▶ [TASK STATEMENT]:
Answer with a single number stating how many lines of the entries below include the string "them".

============

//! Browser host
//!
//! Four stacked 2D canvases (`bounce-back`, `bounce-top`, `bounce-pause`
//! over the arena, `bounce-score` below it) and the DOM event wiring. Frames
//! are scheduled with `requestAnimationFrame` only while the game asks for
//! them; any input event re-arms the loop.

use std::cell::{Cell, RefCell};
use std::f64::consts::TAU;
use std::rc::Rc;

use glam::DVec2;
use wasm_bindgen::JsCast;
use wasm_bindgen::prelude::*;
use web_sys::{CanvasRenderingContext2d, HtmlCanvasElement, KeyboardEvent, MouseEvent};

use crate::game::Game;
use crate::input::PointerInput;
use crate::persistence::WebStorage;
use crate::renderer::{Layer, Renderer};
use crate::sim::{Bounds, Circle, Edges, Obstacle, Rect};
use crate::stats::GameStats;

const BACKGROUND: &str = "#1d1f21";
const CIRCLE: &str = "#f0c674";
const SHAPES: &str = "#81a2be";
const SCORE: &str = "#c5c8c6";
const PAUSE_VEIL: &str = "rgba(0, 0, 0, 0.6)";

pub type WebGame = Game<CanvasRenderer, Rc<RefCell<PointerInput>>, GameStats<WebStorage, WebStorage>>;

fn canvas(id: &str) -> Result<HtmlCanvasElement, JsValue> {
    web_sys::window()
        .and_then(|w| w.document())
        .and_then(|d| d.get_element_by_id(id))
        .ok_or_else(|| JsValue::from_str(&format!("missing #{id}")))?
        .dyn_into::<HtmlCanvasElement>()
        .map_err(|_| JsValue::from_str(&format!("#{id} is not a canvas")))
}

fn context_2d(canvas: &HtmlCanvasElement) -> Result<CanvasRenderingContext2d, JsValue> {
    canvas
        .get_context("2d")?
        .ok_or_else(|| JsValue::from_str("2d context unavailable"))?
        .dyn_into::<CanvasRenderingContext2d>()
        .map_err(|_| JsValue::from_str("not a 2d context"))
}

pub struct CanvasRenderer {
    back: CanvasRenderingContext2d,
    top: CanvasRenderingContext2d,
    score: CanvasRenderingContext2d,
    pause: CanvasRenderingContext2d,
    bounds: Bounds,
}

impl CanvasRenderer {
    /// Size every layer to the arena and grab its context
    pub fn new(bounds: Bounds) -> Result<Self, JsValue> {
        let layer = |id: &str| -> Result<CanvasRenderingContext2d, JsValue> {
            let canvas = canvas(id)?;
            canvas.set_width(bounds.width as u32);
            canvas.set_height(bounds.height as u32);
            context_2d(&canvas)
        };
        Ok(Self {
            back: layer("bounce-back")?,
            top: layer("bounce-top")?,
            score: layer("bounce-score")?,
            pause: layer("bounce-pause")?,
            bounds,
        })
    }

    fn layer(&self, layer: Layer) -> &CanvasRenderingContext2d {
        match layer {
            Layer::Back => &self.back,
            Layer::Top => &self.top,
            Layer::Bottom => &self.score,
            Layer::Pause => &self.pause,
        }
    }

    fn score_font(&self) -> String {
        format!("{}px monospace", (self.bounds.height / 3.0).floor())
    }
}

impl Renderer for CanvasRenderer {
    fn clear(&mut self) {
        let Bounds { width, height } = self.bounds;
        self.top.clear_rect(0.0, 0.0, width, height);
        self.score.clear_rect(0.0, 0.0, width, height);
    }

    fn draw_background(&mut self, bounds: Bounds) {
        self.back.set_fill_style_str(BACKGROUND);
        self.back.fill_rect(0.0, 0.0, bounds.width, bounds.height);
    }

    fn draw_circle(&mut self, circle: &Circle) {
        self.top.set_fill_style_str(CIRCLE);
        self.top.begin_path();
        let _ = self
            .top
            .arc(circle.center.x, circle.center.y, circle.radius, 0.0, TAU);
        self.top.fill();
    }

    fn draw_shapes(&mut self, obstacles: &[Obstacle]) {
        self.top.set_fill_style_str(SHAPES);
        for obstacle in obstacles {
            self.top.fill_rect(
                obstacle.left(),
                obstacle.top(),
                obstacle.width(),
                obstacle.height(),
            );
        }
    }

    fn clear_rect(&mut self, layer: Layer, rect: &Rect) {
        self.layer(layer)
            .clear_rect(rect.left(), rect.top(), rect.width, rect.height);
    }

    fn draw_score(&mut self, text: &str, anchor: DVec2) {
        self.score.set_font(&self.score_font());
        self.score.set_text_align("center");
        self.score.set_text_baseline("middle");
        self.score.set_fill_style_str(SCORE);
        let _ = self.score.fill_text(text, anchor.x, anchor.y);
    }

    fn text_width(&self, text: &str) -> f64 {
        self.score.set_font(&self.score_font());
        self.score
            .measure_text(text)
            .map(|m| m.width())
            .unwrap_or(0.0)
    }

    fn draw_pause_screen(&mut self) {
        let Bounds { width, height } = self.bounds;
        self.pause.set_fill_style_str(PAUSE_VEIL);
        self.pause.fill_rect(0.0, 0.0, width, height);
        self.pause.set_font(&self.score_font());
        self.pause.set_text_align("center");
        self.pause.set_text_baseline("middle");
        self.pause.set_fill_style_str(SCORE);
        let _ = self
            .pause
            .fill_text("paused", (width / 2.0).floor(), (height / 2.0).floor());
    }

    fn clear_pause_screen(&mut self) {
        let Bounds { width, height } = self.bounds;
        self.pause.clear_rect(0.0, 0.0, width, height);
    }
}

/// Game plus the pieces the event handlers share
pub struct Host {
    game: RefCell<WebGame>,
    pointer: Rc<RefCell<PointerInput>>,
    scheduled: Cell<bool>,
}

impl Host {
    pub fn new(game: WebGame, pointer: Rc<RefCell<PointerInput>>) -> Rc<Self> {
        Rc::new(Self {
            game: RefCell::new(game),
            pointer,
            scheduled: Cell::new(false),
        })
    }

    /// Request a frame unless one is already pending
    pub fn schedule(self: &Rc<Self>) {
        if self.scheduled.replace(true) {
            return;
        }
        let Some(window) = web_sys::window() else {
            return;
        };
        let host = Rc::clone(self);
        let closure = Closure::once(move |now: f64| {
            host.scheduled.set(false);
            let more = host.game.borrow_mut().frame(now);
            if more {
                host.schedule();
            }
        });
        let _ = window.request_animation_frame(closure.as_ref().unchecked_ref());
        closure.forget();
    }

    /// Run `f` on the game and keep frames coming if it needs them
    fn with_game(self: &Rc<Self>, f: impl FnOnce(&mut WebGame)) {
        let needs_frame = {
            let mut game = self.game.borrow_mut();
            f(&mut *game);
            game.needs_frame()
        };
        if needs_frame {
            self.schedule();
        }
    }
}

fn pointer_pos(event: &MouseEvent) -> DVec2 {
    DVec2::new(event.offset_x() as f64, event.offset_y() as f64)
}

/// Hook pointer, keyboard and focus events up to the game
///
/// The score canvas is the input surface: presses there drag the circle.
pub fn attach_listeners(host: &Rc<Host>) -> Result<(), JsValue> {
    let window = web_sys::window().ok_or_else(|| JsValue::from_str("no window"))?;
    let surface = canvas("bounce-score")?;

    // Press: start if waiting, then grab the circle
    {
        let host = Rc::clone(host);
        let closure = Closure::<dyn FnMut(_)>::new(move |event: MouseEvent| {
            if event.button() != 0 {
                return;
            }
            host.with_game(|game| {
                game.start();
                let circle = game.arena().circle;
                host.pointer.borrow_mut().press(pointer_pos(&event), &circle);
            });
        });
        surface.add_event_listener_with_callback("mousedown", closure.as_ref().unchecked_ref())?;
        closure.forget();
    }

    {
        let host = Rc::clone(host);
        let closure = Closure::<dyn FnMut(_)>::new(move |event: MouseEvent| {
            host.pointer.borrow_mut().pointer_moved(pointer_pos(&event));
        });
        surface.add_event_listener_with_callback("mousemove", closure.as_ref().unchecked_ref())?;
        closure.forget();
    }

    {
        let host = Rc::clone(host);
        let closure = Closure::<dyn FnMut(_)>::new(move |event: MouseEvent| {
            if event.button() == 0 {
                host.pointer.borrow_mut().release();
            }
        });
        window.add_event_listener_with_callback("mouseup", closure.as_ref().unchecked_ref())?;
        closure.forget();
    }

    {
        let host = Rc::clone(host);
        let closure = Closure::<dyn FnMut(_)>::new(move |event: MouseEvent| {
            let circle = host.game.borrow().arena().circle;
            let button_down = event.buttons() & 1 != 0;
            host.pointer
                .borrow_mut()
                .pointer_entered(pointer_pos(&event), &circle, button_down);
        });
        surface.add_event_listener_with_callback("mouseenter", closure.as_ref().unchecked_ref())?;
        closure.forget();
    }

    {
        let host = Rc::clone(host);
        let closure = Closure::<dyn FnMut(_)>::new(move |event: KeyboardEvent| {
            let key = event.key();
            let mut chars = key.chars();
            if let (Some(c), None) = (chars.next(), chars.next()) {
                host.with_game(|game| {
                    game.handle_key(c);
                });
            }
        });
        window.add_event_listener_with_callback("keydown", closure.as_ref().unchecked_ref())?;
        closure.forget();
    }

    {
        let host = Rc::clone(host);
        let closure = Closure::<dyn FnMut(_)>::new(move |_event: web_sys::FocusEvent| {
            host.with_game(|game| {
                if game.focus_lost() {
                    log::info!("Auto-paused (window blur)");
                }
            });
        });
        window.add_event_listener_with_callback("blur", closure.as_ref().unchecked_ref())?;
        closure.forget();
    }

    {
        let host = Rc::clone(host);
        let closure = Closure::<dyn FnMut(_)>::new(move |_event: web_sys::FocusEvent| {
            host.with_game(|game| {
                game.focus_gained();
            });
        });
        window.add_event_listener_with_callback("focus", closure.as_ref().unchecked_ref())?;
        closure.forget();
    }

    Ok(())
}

============

▶ [SOLUTION]:
2